Brazil nightclub owner blames fire on "whole country"

SANTA MARIA, Brazil The owner of a nightclub in southern Brazil where more than 230 people died in a fire last weekend deflected blame to "the whole country," as well as to architects and inspectors charged with making sure the building was safe, his lawyer said Wednesday.

Attorney Jader Marques said his client, Elissandro Spohr, "regretted having ever been born" because of his grief over the fire, but still blamed Sunday's tragedy on "a succession of errors made by the whole country."

Police investigating the blaze have said it likely started when a country music band performing at the Kiss nightclub in the college town of Santa Maria lit a flare, which ignited flammable soundproofing foam on the ceiling.

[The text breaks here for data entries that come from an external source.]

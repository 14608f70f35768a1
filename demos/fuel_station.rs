//! Fuel station month-end example
//!
//! Run with `RUST_LOG=ledger_engine=debug` to see validation and cache logs.

use bigdecimal::BigDecimal;
use chrono::NaiveDate;
use ledger_engine::ledger::account::utils::standard_chart;
use ledger_engine::{
    patterns, BankStatementLine, EngineConfig, JournalEntryBuilder, Ledger, LedgerError,
    MemoryStore, Period, TaxBracket,
};
use tracing_subscriber::prelude::*;

#[tokio::main]
async fn main() -> Result<(), Box<dyn std::error::Error>> {
    tracing_subscriber::registry()
        .with(
            tracing_subscriber::EnvFilter::try_from_default_env()
                .unwrap_or_else(|_| "ledger_engine=info".into()),
        )
        .with(tracing_subscriber::fmt::layer())
        .init();

    let config = EngineConfig::from_json(
        r#"{
            "validation": {
                "reduction_allowed_accounts": [
                    "cash", "bank", "fuel_inventory", "accumulated_depreciation", "accounts_payable"
                ]
            }
        }"#,
    )?;
    let ledger = Ledger::with_config(MemoryStore::with_accounts(standard_chart()), config);

    let day = |d: u32| NaiveDate::from_ymd_opt(2024, 1, d).ok_or("invalid date");
    let month = Period::new(day(1)?, day(31)?)?;

    println!("Recording January activity...");
    let entries = vec![
        patterns::owner_investment("je1", day(1)?, "Initial capital", "cash", "owners_equity", BigDecimal::from(50000)),
        patterns::loan_received("je2", day(2)?, "Bank loan", "bank", "loans_payable", BigDecimal::from(40000)),
        patterns::asset_purchase("je3", day(3)?, "Dispensing pumps", "equipment", "bank", BigDecimal::from(30000)),
        patterns::asset_purchase("je4", day(4)?, "Fuel delivery", "fuel_inventory", "accounts_payable", BigDecimal::from(8000)),
        patterns::sale("je5", day(10)?, "Pump takings", "cash", "fuel_sales", BigDecimal::from(12000)),
        patterns::expense_payment("je6", day(10)?, "Fuel sold", "cost_of_fuel", "fuel_inventory", BigDecimal::from(6000)),
        patterns::expense_payment("je7", day(15)?, "Attendant wages", "wages_expense", "cash", BigDecimal::from(2000)),
        JournalEntryBuilder::new("je8", day(20)?, "Supplier payment")
            .reference("CHQ-1001")
            .debit("accounts_payable", BigDecimal::from(3000), None)
            .credit("bank", BigDecimal::from(3000), None)
            .build(),
        patterns::depreciation("je9", day(31)?, "depreciation_expense", "accumulated_depreciation", BigDecimal::from(500)),
    ];
    for entry in entries {
        let posted = ledger.post_entry(entry).await?;
        println!("  posted {} {}", posted.id, posted.description);
    }

    // An unbalanced entry is rejected with every problem listed
    let broken = JournalEntryBuilder::new("je10", day(21)?, "Typo")
        .debit("utilities_expense", BigDecimal::from(120), None)
        .credit("bank", BigDecimal::from(12), None)
        .build();
    if let Err(LedgerError::Rejected(report)) = ledger.post_entry(broken).await {
        println!("  rejected je10: {}", report);
    }

    let sheet = ledger.balance_sheet(&Period::through(month.end)).await?;
    println!("\nBalance sheet at {}", month.end);
    for section in [&sheet.current_assets, &sheet.fixed_assets, &sheet.current_liabilities, &sheet.long_term_liabilities, &sheet.equity] {
        println!("  {}", section.title);
        for line in &section.lines {
            println!("    {:<6} {:<28} {:>12}", line.code, line.name, line.amount);
        }
    }
    println!("  Current earnings {:>36}", sheet.current_earnings);
    println!("  Total assets {:>40}", sheet.total_assets);
    println!("  Liabilities and equity {:>30}", sheet.liabilities_and_equity());

    let income = ledger.income_statement(&month).await?;
    println!("\nIncome statement");
    println!("  Revenue      {:>12}", income.total_revenue());
    println!("  Gross profit {:>12}", income.gross_profit);
    println!("  Net income   {:>12}", income.net_income);

    let cash_flow = ledger.cash_flow(&month).await?;
    println!("\nCash flow");
    println!("  Operating {:>12}", cash_flow.net_operating_cash_flow);
    println!("  Investing {:>12}", cash_flow.net_investing_cash_flow);
    println!("  Financing {:>12}", cash_flow.net_financing_cash_flow);
    println!("  Ending cash {:>10}", cash_flow.ending_cash);

    let analysis = ledger.ratio_report(&Period::through(month.end)).await?;
    println!("\nRatios");
    for assessment in &analysis.assessments {
        println!(
            "  {:<22} {:>10} {:?}",
            assessment.kind.name(),
            assessment.value.to_string(),
            assessment.band
        );
    }

    let statement = vec![
        BankStatementLine::new("s1", day(2)?, BigDecimal::from(40000)),
        BankStatementLine::new("s2", day(3)?, BigDecimal::from(-30000)),
        BankStatementLine::new("s3", day(31)?, BigDecimal::from(-25)),
    ];
    let reconciliation = ledger.reconcile("bank", &month, &statement).await?;
    println!("\nBank reconciliation (reconciled: {})", reconciliation.is_reconciled);
    for difference in &reconciliation.differences {
        println!(
            "  {:?} {} {} {}",
            difference.kind, difference.source_id, difference.date, difference.amount
        );
    }

    let brackets = vec![
        TaxBracket::new(BigDecimal::from(2000), "0.1".parse()?),
        TaxBracket::unbounded("0.25".parse()?),
    ];
    let tax = ledger.calculate_taxes(&month, &brackets).await?;
    println!("\nTaxable income {} owes {}", tax.taxable_income, tax.tax_liability);

    let integrity = ledger.validate_integrity(&month).await?;
    println!("Ledger healthy: {}", integrity.is_healthy());

    Ok(())
}
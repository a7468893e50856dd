use std::time::Duration;

use anyhow::{Context, Result};
use async_trait::async_trait;
use tracing::{debug, info, warn};

use crate::config::ScrapeConfig;
use crate::db::DocumentMeta;
use crate::parser;

/// How long the category filter may take to produce the first result card.
const FILTER_TIMEOUT: Duration = Duration::from_secs(30);
/// Bound on waiting for a clicked pager to render the next page's cards.
const PAGE_TIMEOUT: Duration = Duration::from_secs(10);
const POLL_INTERVAL: Duration = Duration::from_millis(250);

// Cassation search UI. The kind filter is a table of category rows; the
// pager arrow carries an Italian tooltip ("next page").
const KIND_FILTER_ROWS: &str = "div[id='keylistContent[kind]'] tr";
const CARD: &str = "div.card";
const NEXT_PAGE_ARROW: &str = "span.pagerArrow[title='pagina successiva']";

/// The slice of browser behavior the crawl depends on. Keeping it this
/// narrow lets the whole pagination flow run against a scripted fake.
#[async_trait]
pub trait PageSource {
    async fn goto(&self, url: &str) -> Result<()>;
    /// Wait until `css` matches something, up to `timeout`.
    async fn wait_for(&self, css: &str, timeout: Duration) -> Result<()>;
    /// Click the first element matching `css`; error if nothing matches.
    async fn click(&self, css: &str) -> Result<()>;
    /// Click the first element matching `css` whose text contains `needle`.
    async fn click_containing(&self, css: &str, needle: &str) -> Result<()>;
    /// Current rendered markup.
    async fn html(&self) -> Result<String>;
}

/// Apply the category filter and walk the result pages, accumulating card
/// metadata in page order. Stops at the first empty page, when the pager
/// arrow is gone or dead, or at the `max_pages` bound.
pub async fn crawl(page: &impl PageSource, cfg: &ScrapeConfig) -> Result<Vec<DocumentMeta>> {
    page.goto(&cfg.start_url).await?;

    info!("applying category filter: {}", cfg.category);
    page.wait_for(KIND_FILTER_ROWS, FILTER_TIMEOUT)
        .await
        .context("category filter table never appeared")?;
    page.click_containing(KIND_FILTER_ROWS, &cfg.category)
        .await
        .with_context(|| format!("category filter row '{}' not clickable", cfg.category))?;
    page.wait_for(CARD, FILTER_TIMEOUT)
        .await
        .context("no result cards appeared after applying the filter")?;

    let mut all = Vec::new();
    let mut page_num = 1;
    while page_num <= cfg.max_pages {
        let html = page.html().await?;
        let docs = parser::collect_cards(&html, &cfg.category);
        if docs.is_empty() {
            info!("page {} has no cards, stopping", page_num);
            break;
        }

        for (i, doc) in docs.iter().enumerate() {
            debug!(
                "{}. {} | {} | {} | {}",
                all.len() + i + 1,
                doc.id,
                doc.number,
                doc.date,
                doc.doc_type
            );
        }
        info!("page {}: {} cards", page_num, docs.len());

        let prev_ids: Vec<String> = docs.iter().map(|d| d.id.clone()).collect();
        all.extend(docs);

        // Stop before touching the pager once the bound is reached; the
        // bound caps pages visited, not just pages collected.
        if page_num == cfg.max_pages {
            info!("page limit {} reached", cfg.max_pages);
            break;
        }
        if let Err(e) = page.click(NEXT_PAGE_ARROW).await {
            debug!("next-page arrow unavailable ({e:#}), end of results");
            break;
        }
        if !wait_for_new_cards(page, &cfg.category, &prev_ids).await? {
            warn!(
                "cards unchanged after {:?}, assuming end of results",
                PAGE_TIMEOUT
            );
            break;
        }
        page_num += 1;
    }

    info!("collected {} documents", all.len());
    Ok(all)
}

/// Readiness check after clicking the pager: poll until the page shows a
/// non-empty set of card ids different from the page we just collected.
/// `false` means the bound expired without new content.
async fn wait_for_new_cards(
    page: &impl PageSource,
    category: &str,
    prev_ids: &[String],
) -> Result<bool> {
    let deadline = tokio::time::Instant::now() + PAGE_TIMEOUT;
    loop {
        let html = page.html().await?;
        let ids: Vec<String> = parser::collect_cards(&html, category)
            .iter()
            .map(|d| d.id.clone())
            .collect();
        if !ids.is_empty() && ids != prev_ids {
            return Ok(true);
        }
        if tokio::time::Instant::now() >= deadline {
            return Ok(false);
        }
        tokio::time::sleep(POLL_INTERVAL).await;
    }
}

That initial error was compounded by the near-total lack of emergency infrastructure such as a fire alarms or sprinkler systems, police have said. The club also had only one working door and a faulty fire extinguisher.

Marques insisted in a phone interview with The Associated Press that "my client's responsibility is having trusted too much in the inspectors and in those responsible for the construction."

"Hindsight is 50-50," he said, stressing that public officials had signed off on the club.

The number of injured jumped to 143 Wednesday after 22 people were admitted to hospitals with respiratory problems after having escaped the club apparently unharmed. Brazil Health Minister Alexandre Padilha has urged the fire's survivors to remain alert for any symptoms of so-called "chemical pneumonia," which can take up to three days to develop following exposure to toxic fumes and smoke.

The blaze also claimed another life late Tuesday, raising the death toll to 235, as a 21-year-old man with burns covering 70 percent of his body succumbed to his wounds. Brazilian media reported that the man's brother was also killed in the fire.

Police detained Spohr, the club's other co-owner and two musicians who were playing in the club when the fire broke out, and are holding them for five days as part of the investigation. Spohr is in police custody at a hospital in a nearby town, where he's recovering from a respiratory infection and is said to be suffering from depression.

Lilian Caus, one of the officers watching Spohr, said he had made a suicidal gesture, removing a shower hose and tying it to a bathroom window Tuesday.

"By the way it was tied it looked like he wanted to use it to hang himself by the neck, but he didn't even use it," Caus said. "There seems to have been the intention to use it."

Marques denied reports that overcrowding helped cause Sunday's tragedy, insisting there were only 600 to 700 people in the club at any one time. Capacity for the 615-square-meter (6,650-square-foot) nightspot stood at less than 700, though the band's guitarist told media that the space was packed with an estimated 1,200 to 1,300 people. Police have given the same estimate.

Marques insisted that any higher tallies of people at the club that night were due to club-goers cycling in and out.